In this section, I'll provide an overview of how to build your own openMosix cluster. This article is not exhaustive in its treatment of installing openMosix; refer to the excellent HOWTO maintained by Kris Buytaert listed at the end of this article for further details and the latest information.

There are actually two pieces to openMosix -- the openMosix kernel and the userland tools. The openMosix kernel has been modified to provide the Single System Image I talked about previously, and for the Mosix File System. The userland tools provide all the executables you need to form the cluster and manage migrated processes. You have two choices when building your openMosix cluster -- either installing the openMosix kernel and user tools from RPM, or downloading the source and building your own openMosix kernel and user tools. The project documentation says openMosix is supported on Red Hat, Suse, and Debian distributions. I tried openMosix under Mandrake 9.0, and it installed and ran without a problem.
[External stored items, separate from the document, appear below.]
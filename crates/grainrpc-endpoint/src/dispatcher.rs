//! Execution of inbound invocations.
//!
//! The reader thread resolves the servant, draws the ordering ticket and
//! hands the invocation to the worker pool. Workers run the servant inside
//! the endpoint's marshal scope and send the result back on the connection
//! the invocation arrived on.

use std::any::Any;
use std::collections::HashSet;
use std::panic::{self, AssertUnwindSafe};
use std::sync::{Arc, Mutex, MutexGuard};
use std::time::Duration;

use serde_json::Value;
use tracing::{debug, info_span, warn};

use crate::connection::{Connection, DisconnectReason};
use crate::error::{CallResult, RemoteException, RpcError};
use crate::ids::RpcId;
use crate::interface::MethodDescriptor;
use crate::marshal::{self, MarshalScope};
use crate::message::{Invocation, Message, MethodResult, Outcome};
use crate::ordering::{Gates, OrderingKey, Ticket};
use crate::pool::WorkerPool;
use crate::proxy::{CallSite, IncomingCall};
use crate::registry::{GrainRegistry, Servant};
use crate::stats::StatCounters;

struct DispatchShared {
    endpoint: String,
    scope: Arc<MarshalScope>,
    stats: Arc<StatCounters>,
    gates: Gates,
    /// Invocations whose result is still owed to the peer.
    in_flight: Mutex<HashSet<RpcId>>,
}

impl DispatchShared {
    fn in_flight(&self) -> MutexGuard<'_, HashSet<RpcId>> {
        self.in_flight.lock().unwrap_or_else(|poisoned| poisoned.into_inner())
    }
}

pub(crate) struct Dispatcher {
    shared: Arc<DispatchShared>,
    registry: Arc<GrainRegistry>,
    pool: WorkerPool,
}

impl Dispatcher {
    pub(crate) fn new(
        endpoint: impl Into<String>,
        registry: Arc<GrainRegistry>,
        scope: Arc<MarshalScope>,
        stats: Arc<StatCounters>,
        keep_alive: Duration,
    ) -> Self {
        let endpoint = endpoint.into();
        Self {
            pool: WorkerPool::new(endpoint.clone(), keep_alive),
            shared: Arc::new(DispatchShared {
                endpoint,
                scope,
                stats,
                gates: Gates::default(),
                in_flight: Mutex::new(HashSet::new()),
            }),
            registry,
        }
    }

    /// Queues `invocation` for execution. Errors that concern only this
    /// call are answered right away; only protocol violations end the
    /// connection.
    pub(crate) fn dispatch(
        &self,
        connection: &Arc<Connection>,
        invocation: Invocation,
    ) -> Result<(), DisconnectReason> {
        let (servant, method) = match self.resolve(&invocation) {
            Ok(resolved) => resolved,
            Err(err) => {
                debug!(
                    rpc_id = invocation.rpc_id,
                    grain = invocation.grain_id,
                    method = %invocation.method,
                    error = %err,
                    "rejecting invocation"
                );
                if !invocation.one_way {
                    self.shared.reply(connection, invocation.rpc_id, Err(err));
                }
                return Ok(());
            }
        };

        if !invocation.one_way && !self.shared.in_flight().insert(invocation.rpc_id) {
            warn!(
                connection_id = %connection.id(),
                rpc_id = invocation.rpc_id,
                "peer reused the id of a call still in progress"
            );
            return Err(DisconnectReason::RpcDuplicateRequest);
        }

        let interface = servant.interface().name;
        let key = OrderingKey::for_call(method.dispatch, interface, servant.grain_id(), method.name);
        let span_name = key.as_ref().map_or_else(
            || format!("{interface}.{}() (#{})", method.name, servant.grain_id()),
            OrderingKey::display_name,
        );
        let ticket = key.map(|key| self.shared.gates.ticket(key));

        let shared = Arc::clone(&self.shared);
        let connection = Arc::clone(connection);
        self.pool.execute(move || {
            let span = info_span!(
                "invoke",
                key = %span_name,
                rpc_id = invocation.rpc_id,
                grain = invocation.grain_id
            );
            let _span = span.enter();
            shared.run(&connection, &servant, invocation, ticket);
        });
        Ok(())
    }

    fn resolve(
        &self,
        invocation: &Invocation,
    ) -> CallResult<(Arc<Servant>, &'static MethodDescriptor)> {
        let Some(servant) = self.registry.servant(invocation.grain_id) else {
            return Err(RpcError::NoSuchServant {
                endpoint: self.shared.endpoint.clone(),
                grain_id: invocation.grain_id,
                interface: invocation.interface.clone(),
                method: invocation.method.clone(),
                num_servants: self.registry.num_servants(),
                num_proxies: self.registry.num_proxies(),
            });
        };

        let expected = servant.interface().name;
        if expected != invocation.interface {
            return Err(RpcError::TypeMismatch {
                message: format!(
                    "{}: There was a type mismatch when invoking RPC #{} '{}' on grain #{}: \
                     Expected '{}' but found '{}'",
                    self.shared.endpoint,
                    invocation.rpc_id,
                    invocation.method,
                    invocation.grain_id,
                    invocation.interface,
                    expected
                ),
            });
        }

        let method = servant.interface().method(&invocation.method).ok_or_else(|| {
            RpcError::TypeMismatch {
                message: format!(
                    "{}: interface '{expected}' of grain #{} has no method '{}'",
                    self.shared.endpoint, invocation.grain_id, invocation.method
                ),
            }
        })?;
        Ok((servant, method))
    }

    /// Forgets owed results. Workers still running drop theirs.
    pub(crate) fn clear_invocations(&self) -> usize {
        let mut in_flight = self.shared.in_flight();
        let count = in_flight.len();
        in_flight.clear();
        count
    }

    pub(crate) fn num_pending_invocations(&self) -> usize {
        self.shared.in_flight().len()
    }

    pub(crate) fn shutdown(&self) {
        self.pool.shutdown();
    }
}

impl DispatchShared {
    fn run(
        &self,
        connection: &Connection,
        servant: &Servant,
        invocation: Invocation,
        ticket: Option<Ticket>,
    ) {
        let turn = ticket.as_ref().map(Ticket::enter);
        if connection.is_closed() {
            debug!("connection closed before the invocation ran");
            drop(turn);
            self.retire(ticket);
            return;
        }

        let site = CallSite {
            endpoint: self.endpoint.clone(),
            interface: servant.interface().name,
            method: invocation.method,
            grain_id: invocation.grain_id,
            rpc_id: invocation.rpc_id,
        };
        let mut call = IncomingCall::new(site.clone(), invocation.args);
        let result = {
            let _scope = marshal::enter(Arc::clone(&self.scope));
            panic::catch_unwind(AssertUnwindSafe(|| servant.invoke(&mut call)))
                .unwrap_or_else(|panic| Err(panic_error(panic)))
        };
        drop(turn);
        self.retire(ticket);

        let result = result.map_err(|err| err.with_remote_frame(&site.to_string()));
        if invocation.one_way {
            if let Err(err) = result {
                warn!(error = %err, "one-way invocation failed");
            }
            return;
        }
        if !self.in_flight().remove(&site.rpc_id) {
            debug!("dropping the result of an invocation cancelled by disconnect");
            return;
        }
        self.reply(connection, site.rpc_id, result);
    }

    fn retire(&self, ticket: Option<Ticket>) {
        if let Some(ticket) = ticket {
            self.gates.retire(ticket);
        }
    }

    fn reply(&self, connection: &Connection, rpc_id: RpcId, result: CallResult<Value>) {
        let message = Message::Result(MethodResult {
            rpc_id,
            outcome: Outcome::from_result(result),
        });
        match connection.send(&message) {
            Ok(()) => self.stats.record_call_answered(),
            Err(err) => debug!(rpc_id, error = %err, "failed to send result"),
        }
    }
}

fn panic_error(panic: Box<dyn Any + Send>) -> RpcError {
    let message = panic
        .downcast_ref::<&str>()
        .map(|message| (*message).to_string())
        .or_else(|| panic.downcast_ref::<String>().cloned())
        .unwrap_or_else(|| "servant panicked".to_string());
    RpcError::Remote(RemoteException {
        type_name: "panic".to_string(),
        message,
        remote_trace: String::new(),
        payload: None,
    })
}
It's certainly easy to install openMosix directly from RPM. The RPMs are on the sourceforge openMosix home page (http://www.sf.net/projects/openmosix, follow the Files link). From there you can download the appropriate kernel RPM (e.g., openmosix.kernel-2.4.20-openmosix2.i386.rpm) and the user tools (e.g., openmosix-tools-0.2.4-1.i386.rpm). Installing the kernel RPM will not update /etc/lilo.conf (the lilo loader configuration file), so you'll have to add a stanza for the new openMosix kernel, and run lilo. Just run the rpm command against the openmosix-tools RPM to install the commands in the correct directories, and you're ready to start up your openMosix cluster.

One of the drawbacks, however, of installing directly from RPMs is that the user must accept the kernel options that the openMosix RPM was originally built with -- for example, process migration is on by default, but oMFS is off. If you want a different set of kernel options, you'll have to build the kernel and the user tools yourself. If you haven't built a Linux kernel before, it's not all that scary. You basically download the source for both the kernel and user tools, and follow a recipe something like this:

1. Install your favorite Linux distribution. (I chose Mandrake 9.0, with network clients and development packages included.)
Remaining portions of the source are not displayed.